[PD] Super computer made of legos and Raspberry Pi computers

Andy Farnell padawan12 at obiwannabe.co.uk
Mon Sep 17 11:11:21 CEST 2012


Hearing it from the front line is really interesting Chuck. I am
a little envious at the excitement a project like that must 
produce. 

Do you know of Joe Deken and the "suitcase supercomputer" 
project? He is a big Pd proponent (and friend of Miller I believe)
and they are also looking at R-Pi boards for their next
portable cluster (I'm probably telling you stuff you already
know)

best
Andy



On Sun, Sep 16, 2012 at 10:26:56PM -0500, Charles Henry wrote:
> On Sun, Sep 16, 2012 at 3:26 PM, Andy Farnell
> <padawan12 at obiwannabe.co.uk> wrote:
> > On Sun, Sep 16, 2012 at 10:24:45AM -0300, Alexandre Torres Porres wrote:
> >> now my question is;
> >>
> >> spending 4k to build a Pi supercomputer can give you more power and
> >> possibilities than with a top of the line MAC for example (which will cost
> >> just as much, and be a quad core 2.7 intel i7, 1.6GHz bus, 16GB Ram).
> >
> >
> > We keep using the word 'supercomputer', and maybe a bit of
> > perspective would help clarify matters of scale.
> ...
> 
> > A supercomputer is, by definition, that which is on the cutting edge of
> > feasible research. Most supercomputers are in a single location and not
> > distributed or opportunistic, they usually have a building dedicated to
> > them and a power supply suitable for a small town of a thousand homes
> > (a few MW). A team of full time staff are needed to run them.
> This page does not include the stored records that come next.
//! Binding application with per-item failure isolation.
//!
//! Between a scan and an apply the document may have drifted: variables get
//! deleted, elements removed, paints replaced or bound by hand. Every target
//! item is therefore re-validated immediately before binding, and a failing
//! item never aborts the rest of the batch.

use std::sync::Arc;

use crate::models::{AggregateOutcome, ApplyOutcome, ObservedColor, ScanResult, VariableId};
use crate::services::host::{CatalogStore, ElementStore, VariableStore};

pub struct BindingApplier {
    catalog: Arc<dyn CatalogStore>,
    elements: Arc<dyn ElementStore>,
    variables: Arc<dyn VariableStore>,
}

impl BindingApplier {
    pub fn new(
        catalog: Arc<dyn CatalogStore>,
        elements: Arc<dyn ElementStore>,
        variables: Arc<dyn VariableStore>,
    ) -> Self {
        Self {
            catalog,
            elements,
            variables,
        }
    }

    /// Bind every matched item of a scan result onto its element.
    pub async fn apply_all(&self, scan: &ScanResult) -> AggregateOutcome {
        let mut outcome = AggregateOutcome::default();
        for item in &scan.items {
            if let Some(matched) = &item.matched {
                outcome.record(self.apply_item(&item.observed, &matched.id).await);
            }
        }
        tracing::info!(
            applied = outcome.applied_count,
            skipped = outcome.skipped_count,
            failed = outcome.failed_count,
            "Apply pass complete"
        );
        outcome
    }

    /// Bind a chosen variable onto every unmatched item of a scan result
    /// whose hex equals `hex`. Manual override for no-match colors.
    pub async fn apply_one(
        &self,
        scan: &ScanResult,
        hex: &str,
        variable: &VariableId,
    ) -> AggregateOutcome {
        let mut outcome = AggregateOutcome::default();
        for item in &scan.items {
            if item.matched.is_none() && item.observed.hex() == hex {
                outcome.record(self.apply_item(&item.observed, variable).await);
            }
        }
        tracing::info!(
            hex = hex,
            variable = %variable,
            applied = outcome.applied_count,
            skipped = outcome.skipped_count,
            failed = outcome.failed_count,
            "Manual apply complete"
        );
        outcome
    }

    /// Resolve, re-validate and bind one item.
    ///
    /// Resolution misses are failures; an ineligible slot (gone, no longer
    /// solid, or bound in the meantime) is a skip. The skip on already-bound
    /// slots is what makes re-applying the same scan result idempotent.
    async fn apply_item(&self, observed: &ObservedColor, variable: &VariableId) -> ApplyOutcome {
        match self.catalog.variable(variable).await {
            Ok(Some(_)) => {}
            Ok(None) => {
                return ApplyOutcome::Failed(format!(
                    "{}: variable {variable} not found",
                    observed.owner_name
                ))
            }
            Err(e) => return ApplyOutcome::Failed(format!("{}: {e}", observed.owner_name)),
        }

        match self.elements.element_exists(&observed.owner).await {
            Ok(true) => {}
            Ok(false) => {
                return ApplyOutcome::Failed(format!(
                    "{}: element {} not found",
                    observed.owner_name, observed.owner
                ))
            }
            Err(e) => return ApplyOutcome::Failed(format!("{}: {e}", observed.owner_name)),
        }

        match self
            .elements
            .paint_slot(&observed.owner, observed.property, observed.index)
            .await
        {
            Ok(Some(slot)) if slot.is_eligible() => {}
            Ok(_) => {
                tracing::debug!(
                    element = %observed.owner,
                    property = %observed.property,
                    index = observed.index,
                    "Slot no longer eligible, skipping"
                );
                return ApplyOutcome::Skipped;
            }
            Err(e) => return ApplyOutcome::Failed(format!("{}: {e}", observed.owner_name)),
        }

        match self
            .variables
            .bind(&observed.owner, observed.property, observed.index, variable)
            .await
        {
            Ok(_) => ApplyOutcome::Applied,
            Err(e) => ApplyOutcome::Failed(format!("{}: {e}", observed.owner_name)),
        }
    }
}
They cost a
> > few hundred million to build and a few tens of millions per year to operate.
> > Current supercomputers are measured in tens of Peta FLOPS, ten to a hundred
> > times more powerful than the equivalent mainframe, and are primarily
> > used for scientific modelling.
> 
> Yeah, but when I tell people what I do, do you think I say "cluster
> computing" or symmetric multiprocessing or CUDA applications engineer?
>  No, I tell them I work with "supercomputers"--It's not a term for
> practitioners, since there's more specific things to say, ... and it
> keeps people from thinking I'm going to waste time talking about nerdy
> shit that I don't want to talk about anyway :)
> 
> > The current guise of the 'mainframe' is what we would now see as a
> > Data Center, a floor of an industrial unit, probably much like
> > your ISP or hosting company with many rows of racked indepenedent
> > units that can be linked into various cluster configurations
> > for virtual services, network presence and data storage.
> > Aggregate CPU power in the region of 10 TFLOP to 0.5 PFLOP
> 
> At the moment, I'm (the engineer) putting together the proposal for a
> grant for GPU computing resources (for the researchers and
> scientists).  We're looking to spend about $750,000 on hardware that
> will perform about 100 TFLOPS.  Mostly it will be made up of--whatever
> NVIDIA Tesla is most cost/power effective--in servers that will hold 4
> GPUs.  Altogether, we hope this fills up 5-10 racks (in our shiny new
> energy efficient data center with 32 racks, that the f'ing fire
> marshall won't let us into for another month, when we've been
> postponed since June anyway).
> 
> > Supercomputers are still supercomputers, by definition they are
> > beyond wildest imagination and schoolboy fantasies unless
> > you happen to be a scientist who gets to work with them.
> > A bunch of lego bricks networked together does not give you 20PFLOP,
> > so it does not a supercomputer make.
> >
> > However, there is a different point of view emerging since the mid
> > 1990s based on concentrated versus distributed models. Since the
> > clustering of cheap and power efficient microcomputers is now
> > possible because of operating system and networking advances,
> > we often hear of amazing feats of collective CPU power obtained
> > by hooking together old Xboxes with GPUs, (Beowulf - TFLOP range)
> > or using opportunistic distributed networks to get amazing power
> > out of unused cycles (eg SETI at home/BOINC and other volunteer
> > arrays, or 'botnets' used by crackers) (tens to hundreds of TFLOPS).
> 
> Clustering is currently the most scalable model for supercomputers.
> Many expensive options exist for systems with large numbers of cores
> and shared memory--but year after year, more circuits get put on a
> single die.  Generally when you think of supercomputers these days,
> it's a network of systems that each have a lot of x86_64 cores and a
> maybe nice co-processor (like the NVIDIA Tesla's).
> 
> Some of the IBM machines (and Cray, still?) use pipelined multi-core
> processors of a different architecture and 1000s of cores on a single
> system, but I don't see that as a trend that will survive.